**What you should do**. The task calls for every line of the data to be retyped exactly.
Start of Block
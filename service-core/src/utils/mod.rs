pub mod secret;

pub use secret::{bearer_token, secrets_match};
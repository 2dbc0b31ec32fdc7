use opentelemetry::KeyValue;
use opentelemetry_otlp::WithExportConfig;
use opentelemetry_sdk::{Resource, runtime, trace as sdktrace};
use tracing_subscriber::{layer::SubscriberExt, util::SubscriberInitExt};

fn otlp_tracer(service_name: &str, otlp_endpoint: &str) -> Option<sdktrace::Tracer> {
    let otlp_exporter = opentelemetry_otlp::new_exporter()
        .tonic()
        .with_endpoint(otlp_endpoint);

    match opentelemetry_otlp::new_pipeline()
        .tracing()
        .with_exporter(otlp_exporter)
        .with_trace_config(sdktrace::config().with_resource(Resource::new(vec![
            KeyValue::new("service.name", service_name.to_string()),
        ])))
        .install_batch(runtime::Tokio)
    {
        Ok(tracer) => Some(tracer),
        Err(e) => {
            // The subscriber is not installed yet, so stderr is the only sink.
            eprintln!(
                "Failed to initialize OTLP tracer for service '{}' at endpoint '{}': {}",
                service_name, otlp_endpoint, e
            );
            None
        }
    }
}

/// Install the global subscriber: env filter, JSON logs and, when an OTLP
/// endpoint is configured, span export.
pub fn init_tracing(service_name: &str, log_level: &str, otlp_endpoint: Option<&str>) {
    let env_filter = tracing_subscriber::EnvFilter::try_from_default_env()
        .unwrap_or_else(|_| tracing_subscriber::EnvFilter::new(log_level));

    let telemetry = otlp_endpoint
        .and_then(|endpoint| otlp_tracer(service_name, endpoint))
        .map(|tracer| tracing_opentelemetry::layer().with_tracer(tracer));

    tracing_subscriber::registry()
        .with(env_filter)
        .with(telemetry)
        .with(
            tracing_subscriber::fmt::layer()
                .with_file(true)
                .with_line_number(true)
                .json()
                .flatten_event(true),
        )
        .init();
}
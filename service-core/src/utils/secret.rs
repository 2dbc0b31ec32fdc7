use axum::http::{HeaderMap, header::AUTHORIZATION};
use subtle::ConstantTimeEq;

/// Compare a configured shared secret with a presented one in constant time.
///
/// An empty expected secret never matches, so an unset secret cannot be
/// satisfied by an empty header.
pub fn secrets_match(expected: &str, provided: &str) -> bool {
    let expected_bytes = expected.as_bytes();
    let provided_bytes = provided.as_bytes();

    if expected_bytes.is_empty() || expected_bytes.len() != provided_bytes.len() {
        return false;
    }

    expected_bytes.ct_eq(provided_bytes).into()
}

/// Extract the token from an `Authorization: Bearer <token>` header.
pub fn bearer_token(headers: &HeaderMap) -> Option<&str> {
    headers
        .get(AUTHORIZATION)
        .and_then(|v| v.to_str().ok())
        .and_then(|v| v.strip_prefix("Bearer "))
        .map(str::trim)
        .filter(|t| !t.is_empty())
}

#[cfg(test)]
mod tests {
    use super::*;

    #[test]
    fn test_matching_secret() {
        assert!(secrets_match("cron-secret", "cron-secret"));
    }

    #[test]
    fn test_mismatched_secret() {
        assert!(!secrets_match("cron-secret", "cron-secreT"));
        assert!(!secrets_match("cron-secret", "cron"));
    }

    #[test]
    fn test_empty_expected_secret_rejects_everything() {
        assert!(!secrets_match("", ""));
        assert!(!secrets_match("", "anything"));
    }

    #[test]
    fn test_bearer_token_extraction() {
        let mut headers = HeaderMap::new();
        headers.insert(AUTHORIZATION, "Bearer abc123".parse().unwrap());
        assert_eq!(bearer_token(&headers), Some("abc123"));

        headers.insert(AUTHORIZATION, "Basic abc123".parse().unwrap());
        assert_eq!(bearer_token(&headers), None);

        assert_eq!(bearer_token(&HeaderMap::new()), None);
    }
}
End of Block
**Solution to this task**.
filename service-core/src/utils/mod.rs
pub mod secret;

pub use secret::{bearer_token, secrets_match};
repository 2dbc0b31ec32fdc7
use opentelemetry::KeyValue;
use opentelemetry_otlp::WithExportConfig;
use opentelemetry_sdk::{Resource, runtime, trace as sdktrace};
use tracing_subscriber::{layer::SubscriberExt, util::SubscriberInitExt};

fn otlp_tracer(service_name: &str, otlp_endpoint: &str) -> Option<sdktrace::Tracer> {
    let otlp_exporter = opentelemetry_otlp::new_exporter()
        .tonic()
        .with_endpoint(otlp_endpoint);

    match opentelemetry_otlp::new_pipeline()
        .tracing()
        .with_exporter(otlp_exporter)
        .with_trace_config(sdktrace::config().with_resource(Resource::new(vec![
            KeyValue::new("service.name", service_name.to_string()),
        ])))
        .install_batch(runtime::Tokio)
    {
        Ok(tracer) => Some(tracer),
        Err(e) => {
            // The subscriber is not installed yet, so stderr is the only sink.
            eprintln!(
                "Failed to initialize OTLP tracer for service '{}' at endpoint '{}': {}",
                service_name, otlp_endpoint, e
            );
            None
        }
    }
}

/// Install the global subscriber: env filter, JSON logs and, when an OTLP
/// endpoint is configured, span export.
pub fn init_tracing(service_name: &str, log_level: &str, otlp_endpoint: Option<&str>) {
    let env_filter = tracing_subscriber::EnvFilter::try_from_default_env()
        .unwrap_or_else(|_| tracing_subscriber::EnvFilter::new(log_level));

    let telemetry = otlp_endpoint
        .and_then(|endpoint| otlp_tracer(service_name, endpoint))
        .map(|tracer| tracing_opentelemetry::layer().with_tracer(tracer));

    tracing_subscriber::registry()
        .with(env_filter)
        .with(telemetry)
        .with(
            tracing_subscriber::fmt::layer()
                .with_file(true)
                .with_line_number(true)
                .json()
                .flatten_event(true),
        )
        .init();
}
filename service-core/src/utils/secret.rs
repository 2dbc0b31ec32fdc7
use axum::http::{HeaderMap, header::AUTHORIZATION};
use subtle::ConstantTimeEq;

/// Compare a configured shared secret with a presented one in constant time.
///
/// An empty expected secret never matches, so an unset secret cannot be
/// satisfied by an empty header.
pub fn secrets_match(expected: &str, provided: &str) -> bool {
    let expected_bytes = expected.as_bytes();
    let provided_bytes = provided.as_bytes();

    if expected_bytes.is_empty() || expected_bytes.len() != provided_bytes.len() {
        return false;
    }

    expected_bytes.ct_eq(provided_bytes).into()
}

/// Extract the token from an `Authorization: Bearer <token>` header.
pub fn bearer_token(headers: &HeaderMap) -> Option<&str> {
    headers
        .get(AUTHORIZATION)
        .and_then(|v| v.to_str().ok())
        .and_then(|v| v.strip_prefix("Bearer "))
        .map(str::trim)
        .filter(|t| !t.is_empty())
}

#[cfg(test)]
mod tests {
    use super::*;

    #[test]
    fn test_matching_secret() {
        assert!(secrets_match("cron-secret", "cron-secret"));
    }

    #[test]
    fn test_mismatched_secret() {
        assert!(!secrets_match("cron-secret", "cron-secreT"));
        assert!(!secrets_match("cron-secret", "cron"));
    }

    #[test]
    fn test_empty_expected_secret_rejects_everything() {
        assert!(!secrets_match("", ""));
        assert!(!secrets_match("", "anything"));
    }

    #[test]
    fn test_bearer_token_extraction() {
        let mut headers = HeaderMap::new();
        headers.insert(AUTHORIZATION, "Bearer abc123".parse().unwrap());
        assert_eq!(bearer_token(&headers), Some("abc123"));

        headers.insert(AUTHORIZATION, "Basic abc123".parse().unwrap());
        assert_eq!(bearer_token(&headers), None);

        assert_eq!(bearer_token(&HeaderMap::new()), None);
    }
}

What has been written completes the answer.